Later that day, the Band-Aid had fallen off. My daughter dutifully added another. Atu loved the bright colors and was happy to have the attention. The next day, it happened again. Band-Aid gone, reapplied. Repeat.

My daughter asked one day, “Why doesn’t Atu leave the Band-Aid on her knee?” And then we learned that Band-Aids are not readily available in rural Tanzania. Cuts, scrapes and burns are left open to the air, and they heal over time. Without Band-Aids. Our gift was bright and colorful… and unfamiliar to our new brothers and sisters in Christ on the other side of the world.

Then there were the Beanie Babies! The children loved them! They were soft, and they were colorful. They brought delight. But as an adult starting to grasp the reality of life on the other side of the world, with no running water or electricity in homes, no sidewalks or paved roads, and everyone growing their own food in gardens near their homes – this was a world much dustier than we were used to. Were Beanie Babies a practical gift of fuzzy love in a dusty place? And for children who almost exclusively play group games like soccer, how do more than two children “share” such a toy?
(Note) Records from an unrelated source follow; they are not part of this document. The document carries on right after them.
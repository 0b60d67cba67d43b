//! The forwarding pipeline: gates, filter, prefix, priority, format, send.
//!
//! A `ForwardingPipeline` owns its filter, prefixes, connection settings and
//! transport. It is driven synchronously; callers that share it across
//! threads wrap it in a [`SharedPipeline`].

pub mod settings;
pub mod state;

pub use settings::{ConnectionSettings, DEFAULT_ADDRESS, DEFAULT_PORT, PipelineConfig};
pub use state::PipelineState;

use crate::domain::{INTERNAL_TAG, LogEvent, LogSource};
use crate::filter::{FilterMode, FilterSet};
use crate::host::HostLevel;
use crate::prefix::PrefixConfig;
use crate::sender::{DropReason, ForwardingStats, StatsSnapshot, TransportFactory};
use crate::store::FilterStore;
use crate::syslog::{RecordFormatter, encode, to_priority};
use parking_lot::Mutex;
use state::Lifecycle;
use std::sync::Arc;
use tracing::{debug, error, info, trace, warn};

pub type SharedPipeline = Arc<Mutex<ForwardingPipeline>>;

/// Called with the current raw filter string after every filter mutation.
pub type FilterObserver = Box<dyn FnMut(&str) + Send>;

pub struct ForwardingPipeline {
    settings: ConnectionSettings,
    prefixes: PrefixConfig,
    filters: FilterSet,
    formatter: RecordFormatter,
    enable_logger: bool,
    enable_direct_logs: bool,
    lifecycle: Lifecycle,
    factory: Box<dyn TransportFactory>,
    store: Box<dyn FilterStore>,
    observer: Option<FilterObserver>,
    stats: ForwardingStats,
}

impl ForwardingPipeline {
    pub fn new(
        config: PipelineConfig,
        factory: Box<dyn TransportFactory>,
        store: Box<dyn FilterStore>,
    ) -> Self {
        let filters = initial_filters(&config, store.as_ref());
        let lifecycle = if config.globally_enabled {
            Lifecycle::Disconnected
        } else {
            Lifecycle::Disabled
        };

        Self {
            settings: config.connection,
            prefixes: PrefixConfig::new(&config.direct_prefix, &config.logger_prefix),
            filters,
            formatter: RecordFormatter::new(config.strip_colors),
            enable_logger: config.enable_logger,
            enable_direct_logs: config.enable_direct_logs,
            lifecycle,
            factory,
            store,
            observer: None,
            stats: ForwardingStats::new(),
        }
    }

    pub fn into_shared(self) -> SharedPipeline {
        Arc::new(Mutex::new(self))
    }

    /// Acquires a transport for the current address and port.
    ///
    /// Any held transport is released first. Failures land in
    /// [`PipelineState::Failed`]; inspect [`state`](Self::state) afterwards.
    pub fn setup(&mut self) {
        if matches!(self.lifecycle, Lifecycle::Disabled) {
            warn!("Syslog forwarding is globally disabled, skipping setup");
            return;
        }

        self.lifecycle = Lifecycle::Disconnected;
        match self
            .factory
            .connect(&self.settings.address, self.settings.port)
        {
            Ok(transport) => {
                self.lifecycle = Lifecycle::Connected(transport);
                let message = format!(
                    "Started with server: {} -> {}",
                    self.settings.address, self.settings.port
                );
                self.status(HostLevel::Info, &message);
            }
            Err(e) => {
                error!(
                    address = %self.settings.address,
                    port = self.settings.port,
                    "Syslog setup failed: {}", e
                );
                self.lifecycle = Lifecycle::Failed(e.to_string());
            }
        }
    }

    pub fn state(&self) -> PipelineState {
        self.lifecycle.state()
    }

    pub fn is_setup(&self) -> bool {
        self.lifecycle.is_connected()
    }

    pub fn is_globally_enabled(&self) -> bool {
        !matches!(self.lifecycle, Lifecycle::Disabled)
    }

    pub fn stats(&self) -> StatsSnapshot {
        self.stats.snapshot()
    }

    pub fn settings(&self) -> &ConnectionSettings {
        &self.settings
    }

    pub fn prefixes(&self) -> &PrefixConfig {
        &self.prefixes
    }

    pub fn enable_logger(&self) -> bool {
        self.enable_logger
    }

    pub fn enable_direct_logs(&self) -> bool {
        self.enable_direct_logs
    }

    pub fn strip_colors(&self) -> bool {
        self.formatter.strip_colors()
    }

    // Event entry points

    /// Forwards one event through the gates, filter, prefix and formatter.
    pub fn log(&mut self, level: u8, tag: &str, payload: &str, source: LogSource) {
        let sanitize = matches!(source, LogSource::Logger);
        self.forward(level, tag, payload, source, sanitize);
    }

    fn forward(
        &mut self,
        level: u8,
        tag: &str,
        payload: &str,
        source: LogSource,
        sanitize: bool,
    ) {
        if !self.lifecycle.is_active() {
            self.stats.record_drop(DropReason::Inactive);
            return;
        }

        let source_disabled = match source {
            LogSource::Direct => !self.enable_direct_logs && tag != INTERNAL_TAG,
            LogSource::Logger => !self.enable_logger,
            LogSource::Internal => false,
        };
        if source_disabled {
            self.stats.record_drop(DropReason::SourceDisabled);
            return;
        }

        // Filtering sees the tag before any prefix is applied.
        if !self.filters.should_pass(tag) {
            trace!(tag, "Record filtered");
            self.stats.record_drop(DropReason::Filtered);
            return;
        }

        let tag = self.prefixes.apply(tag, source);
        let priority = to_priority(level);
        let payload = if sanitize {
            self.formatter.sanitize(payload)
        } else {
            payload
        };

        let Lifecycle::Connected(transport) = &mut self.lifecycle else {
            warn!(tag = %tag, "Syslog transport not set up, dropping record");
            self.stats.record_drop(DropReason::NotConnected);
            return;
        };

        let record = encode(priority, self.settings.client_id(), &tag, payload);
        match transport.send(&record) {
            Ok(()) => self.stats.record_sent(record.len()),
            Err(e) => {
                warn!("Failed to send syslog record: {}", e);
                self.stats.record_send_failure();
            }
        }
    }

    /// Handler for the host logger callback.
    pub fn on_logger_line(&mut self, level: u8, tag: &str, message: &str) {
        if level > self.settings.min_log_level {
            self.stats.record_drop(DropReason::BelowMinLevel);
            return;
        }
        self.log(level, tag, message, LogSource::Logger);
    }

    /// Handler for events bridged from `tracing`.
    ///
    /// Goes through the same gates as host logger lines, but the payload is
    /// never color-stripped since tracing messages carry no host color codes.
    pub fn on_tracing_event(&mut self, level: u8, tag: &str, message: &str) {
        if level > self.settings.min_log_level {
            self.stats.record_drop(DropReason::BelowMinLevel);
            return;
        }
        self.forward(level, tag, message, LogSource::Logger, false);
    }

    /// Logs with the source inferred from the prefixes the tag already carries.
    pub fn log_classified(&mut self, level: u8, tag: &str, payload: &str) {
        let source = self.prefixes.classify(tag);
        self.log(level, tag, payload, source);
    }

    pub fn handle(&mut self, event: &LogEvent) {
        match event.source {
            LogSource::Logger => self.on_logger_line(event.level, &event.tag, &event.message),
            source => self.log(event.level, &event.tag, &event.message, source),
        }
    }

    // Connection settings

    pub fn set_server_ip(&mut self, address: &str) {
        if self.settings.address == address {
            return;
        }
        let old = std::mem::replace(&mut self.settings.address, address.to_string());
        if self.reconnect_if_needed() {
            let message = format!("Syslog server IP updated: {old} -> {address}");
            self.status(HostLevel::Info, &message);
        }
    }

    pub fn set_server_port(&mut self, port: u16) {
        if self.settings.port == port {
            return;
        }
        let old = std::mem::replace(&mut self.settings.port, port);
        if self.reconnect_if_needed() {
            let message = format!("Syslog server port updated: {old} -> {port}");
            self.status(HostLevel::Info, &message);
        }
    }

    pub fn set_client_id(&mut self, client_id: &str) {
        let old = self.settings.client_id().to_string();
        self.settings.set_client_id(client_id);
        if old != self.settings.client_id() {
            let message = format!("Client ID updated: {old} -> {}", self.settings.client_id());
            self.status(HostLevel::Info, &message);
        }
    }

    pub fn set_min_log_level(&mut self, level: u8) {
        if self.settings.min_log_level == level {
            return;
        }
        let old = HostLevel::from_u8(self.settings.min_log_level);
        self.settings.min_log_level = level;
        let message = format!(
            "Minimum log level updated: {old} -> {}",
            HostLevel::from_u8(level)
        );
        self.status(HostLevel::Info, &message);
    }

    pub fn set_prefixes(&mut self, direct_prefix: &str, logger_prefix: &str) {
        let updated = PrefixConfig::new(direct_prefix, logger_prefix);
        if updated == self.prefixes {
            return;
        }
        self.prefixes = updated;
        let message = format!(
            "Prefixes updated: direct '{}', logger '{}'",
            self.prefixes.direct_prefix(),
            self.prefixes.logger_prefix()
        );
        self.status(HostLevel::Info, &message);
    }

    // Enable flags

    pub fn set_enable_logger_messages(&mut self, enabled: bool) {
        if self.enable_logger == enabled {
            return;
        }
        let message = format!(
            "Logger messages forwarding: {} -> {}",
            on_off(self.enable_logger),
            on_off(enabled)
        );
        self.status(HostLevel::Info, &message);
        self.enable_logger = enabled;
    }

    pub fn set_enable_direct_logs(&mut self, enabled: bool) {
        if self.enable_direct_logs == enabled {
            return;
        }
        let message = format!(
            "Direct logs: {} -> {}",
            on_off(self.enable_direct_logs),
            on_off(enabled)
        );
        self.status(HostLevel::Info, &message);
        self.enable_direct_logs = enabled;
    }

    pub fn set_strip_colors(&mut self, strip_colors: bool) {
        if self.formatter.strip_colors() == strip_colors {
            return;
        }
        let message = format!(
            "Strip colors: {} -> {}",
            on_off(self.formatter.strip_colors()),
            on_off(strip_colors)
        );
        self.status(HostLevel::Info, &message);
        self.formatter.set_strip_colors(strip_colors);
    }

    /// Disabling releases the transport; enabling runs `setup()` again.
    pub fn set_globally_enabled(&mut self, enabled: bool) {
        if self.is_globally_enabled() == enabled {
            return;
        }
        if enabled {
            self.lifecycle = Lifecycle::Disconnected;
            self.setup();
            self.status(HostLevel::Info, "Syslog globally enabled");
        } else {
            self.status(HostLevel::Info, "Syslog globally disabled");
            self.lifecycle = Lifecycle::Disabled;
        }
    }

    // Filters

    pub fn set_filter_mode(&mut self, mode: FilterMode) {
        if self.filters.mode() == mode {
            return;
        }
        let message = format!("Filter mode: {} -> {}", self.filters.mode(), mode);
        self.status(HostLevel::Info, &message);
        self.filters.set_mode(mode);
    }

    pub fn filter_mode(&self) -> FilterMode {
        self.filters.mode()
    }

    /// Adds one tag to the active set. Returns `false` for blank or already
    /// listed tags.
    pub fn add_filter(&mut self, tag: &str) -> bool {
        let tag = tag.trim();
        if tag.is_empty() || !self.filters.add(tag) {
            return false;
        }
        let message = format!("Added filter: {tag}");
        self.status(HostLevel::Error, &message);
        self.notify_observer();
        true
    }

    pub fn remove_filter(&mut self, tag: &str) -> bool {
        let tag = tag.trim();
        if !self.filters.remove(tag) {
            return false;
        }
        let message = format!("Removed filter: {tag}");
        self.status(HostLevel::Error, &message);
        self.notify_observer();
        true
    }

    pub fn clear_filters(&mut self) {
        self.filters.clear();
        self.persist_filter();
        self.notify_observer();
        self.status(HostLevel::Info, "All filters cleared");
    }

    /// Replaces the whole filter from a comma-separated string.
    pub fn set_filter_string(&mut self, raw: &str) {
        if self.filters.raw() == raw {
            return;
        }
        self.filters.replace_raw(raw);
        self.persist_filter();
        self.notify_observer();
        let message = format!("Filter string updated: '{raw}'");
        self.status(HostLevel::Info, &message);
    }

    pub fn filter_string(&self) -> &str {
        self.filters.raw()
    }

    pub fn has_filter(&self, tag: &str) -> bool {
        self.filters.contains(tag)
    }

    pub fn filters(&self) -> Vec<String> {
        self.filters.sorted_tags()
    }

    /// Installs the observer and immediately reports the current filter string.
    pub fn set_filter_observer<F>(&mut self, observer: F)
    where
        F: FnMut(&str) + Send + 'static,
    {
        let mut observer: FilterObserver = Box::new(observer);
        observer(self.filters.raw());
        self.observer = Some(observer);
    }

    // Internals

    /// Logs a status message locally and forwards it as an internal record.
    fn status(&mut self, level: HostLevel, message: &str) {
        match level {
            HostLevel::None | HostLevel::Error => error!("{}", message),
            HostLevel::Warn => warn!("{}", message),
            HostLevel::Info | HostLevel::Config => info!("{}", message),
            HostLevel::Debug => debug!("{}", message),
            HostLevel::Verbose | HostLevel::VeryVerbose => trace!("{}", message),
        }
        self.log(level.as_u8(), INTERNAL_TAG, message, LogSource::Internal);
    }

    /// Re-runs setup when a transport was held or had failed. Returns whether it ran.
    fn reconnect_if_needed(&mut self) -> bool {
        if !matches!(self.lifecycle, Lifecycle::Connected(_) | Lifecycle::Failed(_)) {
            return false;
        }
        self.setup();
        true
    }

    fn persist_filter(&mut self) {
        if let Err(e) = self.store.save_filter(self.filters.raw()) {
            warn!("Failed to save filter string: {}", e);
        }
    }

    fn notify_observer(&mut self) {
        if let Some(observer) = self.observer.as_mut() {
            observer(self.filters.raw());
        }
    }
}

fn initial_filters(config: &PipelineConfig, store: &dyn FilterStore) -> FilterSet {
    if !config.filter_string.is_empty() {
        return FilterSet::parse(&config.filter_string, config.filter_mode);
    }

    match store.load_filter() {
        Ok(Some(saved)) => return FilterSet::parse(&saved, config.filter_mode),
        Ok(None) => {}
        Err(e) => warn!("Failed to load saved filter string: {}", e),
    }

    let mut filters = FilterSet::new(config.filter_mode);
    for tag in &config.filters {
        let tag = tag.trim();
        if !tag.is_empty() {
            filters.add(tag);
        }
    }
    filters
}

fn on_off(enabled: bool) -> &'static str {
    if enabled { "ON" } else { "OFF" }
}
They weren’t missing Band-Aids or Beanie Babies in their lives. They weren’t needed in their daily lives. Our assumptions were incorrect. They had joy in group games, and many of life’s scrapes heal all by themselves.

I never saw a Beanie Baby on subsequent trips. But the Band-Aids? They were VERY useful to our friends! As “tape” for wrapping a small gift in a newspaper. As “tape” to fasten a calendar page from one of our gifts to the wall as decoration.

And that was their choice, and their ingenuity. We learned that randomly showering gifts is often unhelpful. Our presence, prayer, and partnership were – and are – key ingredients in Bega Kwa Bega (Shoulder to Shoulder).